New build properties: a special case

Good news for new build fans, 95% mortgages are available, and you might qualify for additional help, such as help to buy equity loan, where the government could lend you 20% of your new home's cost (interest-free for five years), dramatically reducing what you need to borrow.

The plot twist: The government's 95% mortgage guarantee scheme doesn't cover new builds. Go figure.


The disadvantages of 95% mortgages

Every silver lining has a cloud, and 95% mortgages come with some genuine trade-offs.


Higher interest rates

  • Expect to pay 0.7% to 1% more than standard mortgages
  • Lenders view smaller deposits as higher risk
  • That "small" difference adds thousands over your mortgage term

Negative equity risk
If property values drop, you could owe more than your home's worth. With only 5% equity as a buffer, you're more vulnerable to market downturns.

Higher lending charges (HLC)
Some lenders slap on extra fees, typically 1.5% of your mortgage amount. Always check the small print.

Re-mortgaging headaches
When your fixed rate ends, you might struggle to find another high-LTV deal, potentially forcing you onto your lender's expensive standard variable rate.

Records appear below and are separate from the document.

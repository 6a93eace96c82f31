use std::io::IsTerminal;

use tracing_subscriber::EnvFilter;

use crate::config::types::LogFormat;

/// Initialize the global tracing subscriber.
///
/// `level` accepts anything `EnvFilter` understands ("info",
/// "rcontail=debug,sqlx=warn", ...); invalid directives fall back to "info".
pub fn setup_logging(level: &str, format: LogFormat) {
    let filter = EnvFilter::try_new(level).unwrap_or_else(|_| EnvFilter::new("info"));

    match format {
        LogFormat::Json => {
            tracing_subscriber::fmt()
                .json()
                .with_env_filter(filter)
                .init();
        }
        LogFormat::Pretty => {
            let ansi = std::io::stdout().is_terminal();
            tracing_subscriber::fmt()
                .with_ansi(ansi)
                .with_env_filter(filter)
                .init();
        }
    }
}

Alternatives to a 95% mortgage

Wait and save more
Could you hold off six months to boost your deposit to 10%? The interest savings might be worth the wait.

Guarantor mortgages
If family can't gift you cash, they might guarantee your mortgage with their own property. Risky for them, potentially brilliant for you.

Help to buy scheme
First-time buyers purchasing new builds can borrow up to 20% from the government (40% in London). Interest-free for five years, then low rates thereafter.

Shared ownership
Buy as little as 25% of a property and rent the rest. Popular in expensive areas like London, though you'll have both mortgage and rent payments.


The bottom line

95% mortgages aren't perfect, but they're opening doors for thousands of buyers who'd otherwise be stuck renting. Yes, you'll pay more in interest, and yes, the choice is limited, but if the alternative is waiting years to save a bigger deposit, they could be your route to homeownership.

The key? Understanding exactly what you're signing up for and shopping around for the best deal.